#### EXERCISE INPUT:
//! Order aggregate and its status state machine.
//!
//! An order exists as two denormalized replicas (customer-owned and
//! provider-owned) that must stay byte-equivalent; the [`crate::store`]
//! commit writes both. Orders are never deleted, only terminalized.

use chrono::{DateTime, Utc};
use serde::{Deserialize, Serialize};
use serde_json::Value;
use thiserror::Error;

use grove_core::{
    CurrencyCode, DeliveryStatus, DisplayPrice, MediatorId, OrderId, OrderItemStatus,
    OrderItemType, PaymentStatus, ProductId, ProviderId, RefundStatus, SkuId, UserId,
};

use crate::models::cart::CartGroup;
use crate::models::shipping::Shipping;
use crate::pricing::{Discount, Priced};

/// Illegal status transition on an order or one of its lines.
#[derive(Debug, Clone, PartialEq, Eq, Error)]
pub enum StateError {
    #[error("payment already recorded as {0:?}")]
    PaymentAlreadyRecorded(PaymentStatus),

    #[error("order has no succeeded payment")]
    NotPaid,

    #[error("order is already refunded")]
    AlreadyRefunded,

    #[error("invalid delivery transition: {from:?} -> {to:?}")]
    InvalidDeliveryTransition {
        from: DeliveryStatus,
        to: DeliveryStatus,
    },

    #[error("line item for sku {0} is already {1:?}")]
    ItemAlreadySettled(SkuId, OrderItemStatus),

    #[error("order has no line item for sku {0}")]
    NoSuchItem(SkuId),
}

/// Result of a payment confirmation, delivered by the payment webhook.
#[derive(Debug, Clone, Copy, PartialEq, Eq)]
pub enum PaymentOutcome {
    Succeeded,
    Failed,
}

/// One purchased line on an order.
///
/// The descriptive fields (`name`, `caption`, `category`) are snapshots
/// captured at purchase time; later product edits never touch them.
#[derive(Debug, Clone, Serialize, Deserialize)]
pub struct OrderItem {
    pub item_type: OrderItemType,
    pub product_id: Option<ProductId>,
    pub sku_id: Option<SkuId>,
    pub quantity: u32,
    pub currency: CurrencyCode,
    /// Unit price in minor units.
    pub amount: i64,
    pub discount: Option<Discount>,
    /// Tax rate in `[0, 1]`.
    pub tax_rate: f64,
    pub status: OrderItemStatus,
    pub category: String,
    pub name: String,
    pub caption: String,
    pub mediated_by: Option<MediatorId>,
}

impl OrderItem {
    /// Price for display.
    #[must_use]
    pub const fn display_price(&self) -> DisplayPrice {
        DisplayPrice::new(self.amount, self.currency)
    }
}

impl Priced for OrderItem {
    fn amount(&self) -> i64 {
        self.amount
    }

    fn quantity(&self) -> u32 {
        self.quantity
    }

    fn discount(&self) -> Option<Discount> {
        self.discount
    }

    fn tax_rate(&self) -> f64 {
        self.tax_rate
    }
}

/// An order placed by one user with one provider.
#[derive(Debug, Clone, Serialize, Deserialize)]
pub struct Order {
    pub id: OrderId,
    pub parent_id: Option<OrderId>,
    pub title: Option<String>,
    pub purchased_by: UserId,
    pub provided_by: ProviderId,
    pub shipping: Option<Shipping>,
    pub paid_at: Option<DateTime<Utc>>,
    pub currency: CurrencyCode,
    /// Running total across items, in minor units.
    pub amount: i64,
    pub items: Vec<OrderItem>,
    pub delivery_status: DeliveryStatus,
    pub payment_status: PaymentStatus,
    pub refund_status: RefundStatus,
    /// Monotonic: once true, never reset.
    pub is_cancelled: bool,
    /// Gateway payment object, stored verbatim for audit.
    pub payment_result: Option<Value>,
    /// Gateway transfer object when the payment was split to the provider.
    pub transfer_result: Option<Value>,
    /// Gateway refund object, stored verbatim for audit.
    pub refund_result: Option<Value>,
    pub created_at: DateTime<Utc>,
    pub updated_at: DateTime<Utc>,
}

impl Order {
    /// Create an empty order shell.
    #[must_use]
    pub fn new(purchased_by: UserId, provided_by: ProviderId, currency: CurrencyCode) -> Self {
        let now = Utc::now();
        Self {
            id: OrderId::generate(),
            parent_id: None,
            title: None,
            purchased_by,
            provided_by,
            shipping: None,
            paid_at: None,
            currency,
            amount: 0,
            items: Vec::new(),
            delivery_status: DeliveryStatus::default(),
            payment_status: PaymentStatus::default(),
            refund_status: RefundStatus::default(),
            is_cancelled: false,
            payment_result: None,
            transfer_result: None,
            refund_result: None,
            created_at: now,
            updated_at: now,
        }
    }

    /// Build an order from one cart group at checkout, snapshotting every
    /// line.
    #[must_use]
    pub fn from_cart_group(
        purchased_by: UserId,
        group: &CartGroup,
        shipping: Option<Shipping>,
    ) -> Self {
        let mut order = Self::new(purchased_by, group.provided_by.clone(), group.currency);
        order.shipping = shipping;
        order.items = group
            .items()
            .iter()
            .map(|line| OrderItem {
                item_type: line.item_type,
                product_id: Some(line.product_id.clone()),
                sku_id: Some(line.sku_id.clone()),
                quantity: line.quantity,
                currency: line.currency,
                amount: line.amount,
                discount: line.discount,
                tax_rate: line.tax_rate,
                status: OrderItemStatus::None,
                category: line.category.clone(),
                name: line.name.clone(),
                caption: line.caption.clone(),
                mediated_by: line.mediated_by.clone(),
            })
            .collect();
        order.recalculate();
        order
    }

    /// Recompute the running `amount` from the items.
    pub fn recalculate(&mut self) {
        self.amount = self.items.iter().map(Priced::total).sum();
        self.touch();
    }

    /// Payment intent reference inside the stored payment result.
    #[must_use]
    pub fn payment_intent_id(&self) -> Option<&str> {
        self.payment_result.as_ref()?.get("id")?.as_str()
    }

    /// Whether the payment recorded a transfer to the provider
    /// (split-payment model).
    #[must_use]
    pub const fn has_transfer(&self) -> bool {
        self.transfer_result.is_some()
    }

    /// Record the payment confirmation delivered by the webhook.
    ///
    /// `payment_status` is set exactly once; a second confirmation is an
    /// illegal transition.
    ///
    /// # Errors
    ///
    /// Returns `StateError::PaymentAlreadyRecorded` if a payment outcome was
    /// already recorded.
    pub fn record_payment(
        &mut self,
        outcome: PaymentOutcome,
        payment_result: Value,
    ) -> Result<(), StateError> {
        if self.payment_status != PaymentStatus::None {
            return Err(StateError::PaymentAlreadyRecorded(self.payment_status));
        }
        self.payment_status = match outcome {
            PaymentOutcome::Succeeded => {
                self.paid_at = Some(Utc::now());
                PaymentStatus::Succeeded
            }
            PaymentOutcome::Failed => PaymentStatus::Failed,
        };
        self.payment_result = Some(payment_result);
        self.touch();
        Ok(())
    }

    /// Advance the delivery status one step:
    /// `None -> Pending -> InTransit -> Delivered`.
    ///
    /// # Errors
    ///
    /// Returns `StateError::InvalidDeliveryTransition` for anything that is
    /// not the next step forward.
    pub fn set_delivery_status(&mut self, to: DeliveryStatus) -> Result<(), StateError> {
        use DeliveryStatus as D;
        let legal = matches!(
            (self.delivery_status, to),
            (D::None, D::Pending) | (D::Pending, D::InTransit) | (D::InTransit, D::Delivered)
        );
        if !legal {
            return Err(StateError::InvalidDeliveryTransition {
                from: self.delivery_status,
                to,
            });
        }
        self.delivery_status = to;
        self.touch();
        Ok(())
    }

    /// Mark one line fulfilled.
    ///
    /// # Errors
    ///
    /// Returns `StateError::NoSuchItem` if no line references `sku_id`, or
    /// `StateError::ItemAlreadySettled` if the line already left `None`.
    pub fn fulfill_item(&mut self, sku_id: &SkuId) -> Result<(), StateError> {
        let item = self
            .items
            .iter_mut()
            .find(|i| i.sku_id.as_ref() == Some(sku_id))
            .ok_or_else(|| StateError::NoSuchItem(sku_id.clone()))?;
        if item.status != OrderItemStatus::None {
            return Err(StateError::ItemAlreadySettled(sku_id.clone(), item.status));
        }
        item.status = OrderItemStatus::Fulfilled;
        self.touch();
        Ok(())
    }

    /// Check that a refund may start: the payment succeeded and no refund
    /// has succeeded yet.
    ///
    /// # Errors
    ///
    /// Returns `StateError::NotPaid` or `StateError::AlreadyRefunded`.
    pub const fn ensure_refundable(&self) -> Result<(), StateError> {
        if !matches!(self.payment_status, PaymentStatus::Succeeded) {
            return Err(StateError::NotPaid);
        }
        if matches!(self.refund_status, RefundStatus::Succeeded) {
            return Err(StateError::AlreadyRefunded);
        }
        Ok(())
    }

    /// Apply the terminal refunded state: every line canceled,
    /// `refund_status = Succeeded`, `is_cancelled = true`, gateway result
    /// stored verbatim.
    ///
    /// Re-applying to an already-refunded order writes the same values again,
    /// so commit retries are safe.
    pub fn apply_refund(&mut self, refund_result: Value) {
        for item in &mut self.items {
            item.status = OrderItemStatus::Canceled;
        }
        self.refund_status = RefundStatus::Succeeded;
        self.is_cancelled = true;
        self.refund_result = Some(refund_result);
        self.touch();
    }

    fn touch(&mut self) {
        self.updated_at = Utc::now();
    }
}

#[cfg(test)]
mod tests {
    use super::*;
    use serde_json::json;

    fn item(amount: i64, quantity: u32, tax_rate: f64) -> OrderItem {
        OrderItem {
            item_type: OrderItemType::Sku,
            product_id: Some(ProductId::new("PR1")),
            sku_id: Some(SkuId::new("S1")),
            quantity,
            currency: CurrencyCode::JPY,
            amount,
            discount: None,
            tax_rate,
            status: OrderItemStatus::None,
            category: String::new(),
            name: "Tea".to_owned(),
            caption: String::new(),
            mediated_by: None,
        }
    }

    fn paid_order() -> Order {
        let mut order = Order::new(
            UserId::new("U1"),
            ProviderId::new("P1"),
            CurrencyCode::JPY,
        );
        order.items.push(item(1000, 1, 0.1));
        order.recalculate();
        order
            .record_payment(PaymentOutcome::Succeeded, json!({"id": "pi_1"}))
            .expect("fresh order accepts payment");
        order
    }

    #[test]
    fn test_recalculate_sums_item_totals() {
        let mut order = Order::new(
            UserId::new("U1"),
            ProviderId::new("P1"),
            CurrencyCode::JPY,
        );
        order.items.push(item(1000, 2, 0.1));
        order.recalculate();
        // subtotal 2000 + tax 100
        assert_eq!(order.amount, 2100);
    }

    #[test]
    fn test_payment_is_recorded_once() {
        let mut order = paid_order();
        assert_eq!(order.payment_status, PaymentStatus::Succeeded);
        assert!(order.paid_at.is_some());
        assert_eq!(order.payment_intent_id(), Some("pi_1"));

        let err = order
            .record_payment(PaymentOutcome::Failed, json!({"id": "pi_2"}))
            .expect_err("second confirmation must fail");
        assert_eq!(
            err,
            StateError::PaymentAlreadyRecorded(PaymentStatus::Succeeded)
        );
    }

    #[test]
    fn test_delivery_advances_forward_only() {
        let mut order = paid_order();
        order
            .set_delivery_status(DeliveryStatus::Pending)
            .expect("none -> pending");
        order
            .set_delivery_status(DeliveryStatus::InTransit)
            .expect("pending -> in transit");

        let err = order
            .set_delivery_status(DeliveryStatus::Pending)
            .expect_err("going backwards must fail");
        assert!(matches!(err, StateError::InvalidDeliveryTransition { .. }));
    }

    #[test]
    fn test_fulfill_item_once() {
        let mut order = paid_order();
        order
            .fulfill_item(&SkuId::new("S1"))
            .expect("first fulfilment");
        let err = order
            .fulfill_item(&SkuId::new("S1"))
            .expect_err("second fulfilment must fail");
        assert!(matches!(err, StateError::ItemAlreadySettled(..)));

        let err = order
            .fulfill_item(&SkuId::new("S9"))
            .expect_err("unknown sku");
        assert!(matches!(err, StateError::NoSuchItem(..)));
    }

    #[test]
    fn test_unpaid_order_is_not_refundable() {
        let order = Order::new(
            UserId::new("U1"),
            ProviderId::new("P1"),
            CurrencyCode::JPY,
        );
        assert_eq!(order.ensure_refundable(), Err(StateError::NotPaid));
    }

    #[test]
    fn test_refund_terminalizes_and_is_idempotent() {
        let mut order = paid_order();
        order.ensure_refundable().expect("paid order is refundable");

        order.apply_refund(json!({"id": "re_1", "status": "succeeded"}));
        assert_eq!(order.refund_status, RefundStatus::Succeeded);
        assert!(order.is_cancelled);
        assert!(
            order
                .items
                .iter()
                .all(|i| i.status == OrderItemStatus::Canceled)
        );

        // Terminal state is stable under re-application.
        let before = serde_json::to_value(&order).expect("order serializes");
        let mut again = order.clone();
        again.apply_refund(json!({"id": "re_1", "status": "succeeded"}));
        let mut after = serde_json::to_value(&again).expect("order serializes");
        // updated_at moves; everything else must be identical
        after["updated_at"] = before["updated_at"].clone();
        assert_eq!(before, after);

        assert_eq!(
            order.ensure_refundable(),
            Err(StateError::AlreadyRefunded)
        );
    }

    #[test]
    fn test_payment_status_survives_refund() {
        let mut order = paid_order();
        order.apply_refund(json!({"id": "re_1"}));
        // refunds are tracked in refund_status; payment_status is history
        assert_eq!(order.payment_status, PaymentStatus::Succeeded);
    }
}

#### PROMPT:
Identify the lines above with the word "PaymentAlreadyRecorded". Copy them.

#### RESPONSE BOX:
    PaymentAlreadyRecorded(PaymentStatus),
    /// Returns `StateError::PaymentAlreadyRecorded` if a payment outcome was
            return Err(StateError::PaymentAlreadyRecorded(self.payment_status));
            StateError::PaymentAlreadyRecorded(PaymentStatus::Succeeded)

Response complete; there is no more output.